It is selfish, perhaps, to not want to think about 9/11 on its anniversary.
Although 10 years later, there are probably two distinct groups: the people who live through it every day–the widows, orphans, witnesses, air traffic controllers–and the people who think about it from time to time, on the anniversary or when a September day is especially beautiful, mild and cloudless. (From 2002, I always hoped for rain on 11th.)
AskMoxie’s post, which quotes Fred Rogers’ dictum to “look for the helpers,” gives me chills. Because I realize that if my husband had been working at the World Trade Center, instead of safely tucked away at his office in Connecticut, he probably would have died. He is a trained EMT and an instinctive do-gooder. I used to tease him, not so nicely, about it, but really I am proud. He gives directions to strangers, holds crying babies, and will go out of his way to help friends and acquaintences.
He would have helped. He would have helped other people to live.

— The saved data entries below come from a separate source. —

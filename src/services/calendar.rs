//! calendar.rs
//!
//! Service layer between the HTTP handlers and the calendar core.
//!
//! 1.  **Reads**: the four per-user sources (overrides, personal items,
//!     assignments, timetable) are fetched concurrently, plan events are
//!     expanded for the same range, overrides are substituted into the plan
//!     and everything is merged into one ordered timeline.
//! 2.  **Override lifecycle**: saving inserts or overwrites the override row
//!     of a plan event; reverting deletes it.

use tracing::{debug, info, warn};
use uuid::Uuid;

use crate::calendar::overrides::{self, OverrideFields};
use crate::calendar::{merge, AcademicYearPlan, DateRange, Normalize, NormalizedEvent, PlanCatalog, YearKey};
use crate::database::Database;
use crate::error::ApiError;
use crate::models::{Assignment, ItemScope, PersonalItem, TimetableEvent};

fn normalize_all<T: Normalize>(records: &[T]) -> Vec<NormalizedEvent> {
    records.iter().map(Normalize::normalize).collect()
}

pub struct CalendarService<'a> {
    db: &'a Database,
    plans: &'a PlanCatalog,
}

impl<'a> CalendarService<'a> {
    pub fn new(db: &'a Database, plans: &'a PlanCatalog) -> Self {
        Self { db, plans }
    }

    pub fn plan(&self, year: YearKey) -> Result<&'a AcademicYearPlan, ApiError> {
        self.plans.get(year).ok_or_else(|| ApiError::UnknownPlan(year.to_string()))
    }

    /// Every event the user can see in `range`, all layers included, ordered
    /// by date then start time.
    pub async fn load_events(
        &self,
        user_id: Uuid,
        range: &DateRange,
        year: YearKey,
    ) -> Result<Vec<NormalizedEvent>, ApiError> {
        let plan = self.plan(year)?;

        let (overrides, personal, assignments, timetable) = futures::try_join!(
            PersonalItem::list_in_range(self.db, user_id, range, ItemScope::Overrides),
            PersonalItem::list_in_range(self.db, user_id, range, ItemScope::Standalone),
            Assignment::list_due_in_range(self.db, user_id, range),
            TimetableEvent::list_in_range(self.db, user_id, range),
        )?;

        let plan_events = plan.events_in(range);
        let stale = overrides::orphaned(&plan_events, &overrides);
        if !stale.is_empty() {
            warn!(user = %user_id, count = stale.len(), "Overrides no longer match a plan event in range");
        }
        let plan_events = overrides::resolve(plan_events, &overrides);
        debug!(
            user = %user_id,
            plan = plan_events.len(),
            overrides = overrides.len(),
            personal = personal.len(),
            assignments = assignments.len(),
            timetable = timetable.len(),
            "Loaded calendar sources for {}..{}",
            range.start,
            range.end
        );

        Ok(merge([
            plan_events,
            normalize_all(&personal),
            normalize_all(&assignments),
            normalize_all(&timetable),
        ]))
    }

    /// Saves the user's customization of a plan event and returns the event
    /// as it now displays.
    pub async fn save_override(
        &self,
        user_id: Uuid,
        year: YearKey,
        plan_event_id: &str,
        fields: &OverrideFields,
    ) -> Result<NormalizedEvent, ApiError> {
        let plan_event = self
            .plan(year)?
            .find_event(plan_event_id)
            .ok_or_else(|| ApiError::UnknownPlanEvent(plan_event_id.to_string()))?;
        let row = overrides::new_override(&plan_event, fields);

        let item = match PersonalItem::find_override(self.db, user_id, plan_event_id).await? {
            Some(existing) => PersonalItem::overwrite_override(self.db, user_id, existing.id, &row)
                .await?
                .ok_or(ApiError::NotFound("override"))?,
            None => PersonalItem::insert(self.db, user_id, &row).await?,
        };

        info!(user = %user_id, plan_event = %plan_event_id, "Saved plan override {}", item.id);
        Ok(overrides::apply_override(plan_event, &item))
    }

    /// Deletes an override. Returns the plan event it customized when that
    /// event still exists in the plan. The plan is resolved before anything
    /// is written, so a bad `year` leaves the override in place.
    pub async fn revert_override(
        &self,
        user_id: Uuid,
        year: YearKey,
        override_id: Uuid,
    ) -> Result<Option<NormalizedEvent>, ApiError> {
        let plan = self.plan(year)?;
        let item = PersonalItem::find(self.db, user_id, override_id)
            .await?
            .filter(PersonalItem::is_override)
            .ok_or(ApiError::NotFound("override"))?;

        if !PersonalItem::delete(self.db, user_id, item.id, ItemScope::Overrides).await? {
            return Err(ApiError::NotFound("override"));
        }
        info!(user = %user_id, "Reverted plan override {}", item.id);

        Ok(item.original_plan_id.as_deref().and_then(|id| plan.find_event(id)))
    }
}
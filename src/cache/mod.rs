use crate::redis_client::RedisClient;

pub mod calendar;
pub mod rate_limit;

pub use rate_limit::{Penalty, RateDecision};

/// Redis-backed helpers shared by the handlers: cached calendar responses
/// and request rate limiting.
#[derive(Clone)]
pub struct CacheService {
    redis: RedisClient,
    ttl_secs: u64,
}

impl CacheService {
    pub fn new(redis: RedisClient, ttl_secs: u64) -> Self {
        Self { redis, ttl_secs }
    }
}
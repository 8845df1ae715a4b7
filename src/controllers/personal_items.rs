use axum::{
    extract::{
        rejection::{PathRejection, QueryRejection},
        Path, Query, State,
    },
    http::StatusCode,
    response::IntoResponse,
    routing::{get, patch},
    Json, Router,
};
use chrono::{DateTime, Utc};
use serde::{Deserialize, Deserializer};
use std::sync::Arc;
use uuid::Uuid;
use validator::Validate;

use crate::controllers::{invalidate_calendar, RangeQuery};
use crate::error::{ApiError, ValidatedJson};
use crate::middleware::AuthUser;
use crate::models::{ItemScope, NewPersonalItem, PersonalItem, PersonalItemPatch, PersonalItemType, Priority};
use crate::AppState;

pub fn routes() -> Router<Arc<AppState>> {
    Router::new()
        .route("/personal-items", get(list_items).post(create_item))
        .route("/personal-items/{id}", patch(update_item).delete(delete_item))
}

#[derive(Debug, Deserialize, Validate)]
pub struct CreatePersonalItem {
    #[validate(length(min = 1, max = 200))]
    pub title: String,
    #[serde(rename = "type", default = "default_item_type")]
    pub item_type: PersonalItemType,
    pub start_at: DateTime<Utc>,
    pub end_at: Option<DateTime<Utc>>,
    #[serde(default)]
    pub is_all_day: bool,
    #[serde(default)]
    pub priority: Priority,
    #[validate(length(max = 2000))]
    pub notes: Option<String>,
}

fn default_item_type() -> PersonalItemType {
    PersonalItemType::Task
}

/// PATCH body. For `end_at` and `notes` an absent key keeps the value and an
/// explicit `null` clears it.
#[derive(Debug, Deserialize, Validate)]
pub struct UpdatePersonalItem {
    #[validate(length(min = 1, max = 200))]
    pub title: Option<String>,
    #[serde(rename = "type")]
    pub item_type: Option<PersonalItemType>,
    pub start_at: Option<DateTime<Utc>>,
    #[serde(default, deserialize_with = "present")]
    pub end_at: Option<Option<DateTime<Utc>>>,
    pub is_all_day: Option<bool>,
    pub priority: Option<Priority>,
    #[serde(default, deserialize_with = "present")]
    #[validate(length(max = 2000))]
    pub notes: Option<Option<String>>,
    pub completed: Option<bool>,
}

/// Marks a key as present, keeping `null` as `Some(None)`.
fn present<'de, D, T>(deserializer: D) -> Result<Option<Option<T>>, D::Error>
where
    D: Deserializer<'de>,
    T: Deserialize<'de>,
{
    Option::<T>::deserialize(deserializer).map(Some)
}

/// Only standalone items are edited here; overrides go through
/// `/plan-overrides`.
fn standalone(item: Option<PersonalItem>) -> Result<PersonalItem, ApiError> {
    item.filter(|i| !i.is_override()).ok_or(ApiError::NotFound("personal item"))
}

fn check_order(start: Option<DateTime<Utc>>, end: Option<DateTime<Utc>>) -> Result<(), ApiError> {
    match (start, end) {
        (Some(start), Some(end)) if end < start => {
            Err(ApiError::InvalidInput("end_at must not be before start_at".to_string()))
        }
        _ => Ok(()),
    }
}

// GET /api/personal-items?from&to
async fn list_items(
    State(state): State<Arc<AppState>>,
    user: AuthUser,
    params: Result<Query<RangeQuery>, QueryRejection>,
) -> Result<Json<Vec<PersonalItem>>, ApiError> {
    let Query(params) = params?;
    let range = params.range()?;
    let items = PersonalItem::list_in_range(&state.db, user.user_id, &range, ItemScope::Standalone).await?;
    Ok(Json(items))
}

// POST /api/personal-items
async fn create_item(
    State(state): State<Arc<AppState>>,
    user: AuthUser,
    ValidatedJson(req): ValidatedJson<CreatePersonalItem>,
) -> Result<impl IntoResponse, ApiError> {
    check_order(Some(req.start_at), req.end_at)?;

    let item = PersonalItem::insert(
        &state.db,
        user.user_id,
        &NewPersonalItem {
            title: req.title.trim().to_string(),
            item_type: req.item_type,
            start_at: req.start_at,
            end_at: req.end_at,
            is_all_day: req.is_all_day,
            priority: req.priority,
            notes: req.notes,
            original_plan_id: None,
            tutor: None,
            venue: None,
            is_cancelled: false,
        },
    )
    .await?;

    invalidate_calendar(&state, user.user_id).await;
    Ok((StatusCode::CREATED, Json(item)))
}

// PATCH /api/personal-items/{id}
async fn update_item(
    State(state): State<Arc<AppState>>,
    user: AuthUser,
    id: Result<Path<Uuid>, PathRejection>,
    ValidatedJson(req): ValidatedJson<UpdatePersonalItem>,
) -> Result<Json<PersonalItem>, ApiError> {
    let Path(id) = id?;
    let current = standalone(PersonalItem::find(&state.db, user.user_id, id).await?)?;
    let end_at = match req.end_at {
        Some(end_at) => end_at,
        None => current.end_at,
    };
    check_order(req.start_at.or(Some(current.start_at)), end_at)?;

    let patch = PersonalItemPatch {
        title: req.title.map(|t| t.trim().to_string()),
        item_type: req.item_type,
        start_at: req.start_at,
        end_at: req.end_at,
        is_all_day: req.is_all_day,
        priority: req.priority,
        notes: req.notes,
        completed: req.completed,
    };
    let item = PersonalItem::update(&state.db, user.user_id, id, &patch)
        .await?
        .ok_or(ApiError::NotFound("personal item"))?;

    invalidate_calendar(&state, user.user_id).await;
    Ok(Json(item))
}

// DELETE /api/personal-items/{id}
async fn delete_item(
    State(state): State<Arc<AppState>>,
    user: AuthUser,
    id: Result<Path<Uuid>, PathRejection>,
) -> Result<StatusCode, ApiError> {
    let Path(id) = id?;
    if !PersonalItem::delete(&state.db, user.user_id, id, ItemScope::Standalone).await? {
        return Err(ApiError::NotFound("personal item"));
    }

    invalidate_calendar(&state, user.user_id).await;
    Ok(StatusCode::NO_CONTENT)
}

#[cfg(test)]
mod tests {
    use super::*;
    use chrono::TimeZone;

    #[test]
    fn create_body_defaults_and_validation() {
        let body: CreatePersonalItem =
            serde_json::from_str(r#"{"title":"Library","start_at":"2025-10-06T10:00:00Z"}"#).unwrap();
        assert_eq!(body.item_type, PersonalItemType::Task);
        assert_eq!(body.priority, Priority::Medium);
        assert!(!body.is_all_day);
        assert!(body.validate().is_ok());

        let empty: CreatePersonalItem =
            serde_json::from_str(r#"{"title":"","type":"study","start_at":"2025-10-06T10:00:00Z"}"#).unwrap();
        assert!(empty.validate().is_err());
    }

    fn item(original_plan_id: Option<&str>) -> PersonalItem {
        let at = Utc.with_ymd_and_hms(2025, 10, 6, 10, 0, 0).unwrap();
        PersonalItem {
            id: Uuid::new_v4(),
            user_id: Uuid::new_v4(),
            title: "Library".to_string(),
            item_type: PersonalItemType::Study,
            start_at: at,
            end_at: None,
            is_all_day: false,
            priority: Priority::Medium,
            notes: Some("bring laptop".to_string()),
            completed: false,
            original_plan_id: original_plan_id.map(str::to_string),
            tutor: None,
            venue: None,
            is_cancelled: false,
            created_at: at,
            updated_at: at,
        }
    }

    #[test]
    fn patch_only_reaches_standalone_items() {
        assert!(standalone(Some(item(None))).is_ok());

        let err = standalone(Some(item(Some("2025-10-06|topic|LAW1051|Tort Law: Negligence")))).unwrap_err();
        assert_eq!(err.status(), StatusCode::NOT_FOUND);
        assert!(matches!(standalone(None), Err(ApiError::NotFound(_))));
    }

    #[test]
    fn patch_tells_null_from_absent() {
        let cleared: UpdatePersonalItem = serde_json::from_str(r#"{"notes":null,"end_at":null}"#).unwrap();
        assert_eq!(cleared.notes, Some(None));
        assert_eq!(cleared.end_at, Some(None));

        let untouched: UpdatePersonalItem = serde_json::from_str(r#"{"completed":true}"#).unwrap();
        assert_eq!(untouched.notes, None);
        assert_eq!(untouched.end_at, None);

        let set: UpdatePersonalItem = serde_json::from_str(r#"{"notes":"read ch. 4"}"#).unwrap();
        assert_eq!(set.notes, Some(Some("read ch. 4".to_string())));
        assert!(set.validate().is_ok());

        let long: UpdatePersonalItem =
            serde_json::from_str(&format!(r#"{{"notes":"{}"}}"#, "x".repeat(2001))).unwrap();
        assert!(long.validate().is_err());
    }

    #[test]
    fn end_before_start_is_rejected() {
        let start = Utc.with_ymd_and_hms(2025, 10, 6, 10, 0, 0).unwrap();
        let end = Utc.with_ymd_and_hms(2025, 10, 6, 9, 0, 0).unwrap();
        assert!(check_order(Some(start), Some(end)).is_err());
        assert!(check_order(Some(end), Some(start)).is_ok());
        assert!(check_order(Some(start), None).is_ok());
    }
}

By the time he got home from Connecticut, around noon on 9/11/01, the neighborhood ambulances from his volunteer corps were gone to the site, to Ground Zero, and he was frustrated that he could only be a bystander instead of a helper.
If he had died, I would not have this life. I would not have these children. So I have a hard time thinking about it.
I still cannot wrap my head around what happened, that other people, acting out of political “need” or murderous rage, would have the temerity to take the lives of other human beings on such an enormous scale.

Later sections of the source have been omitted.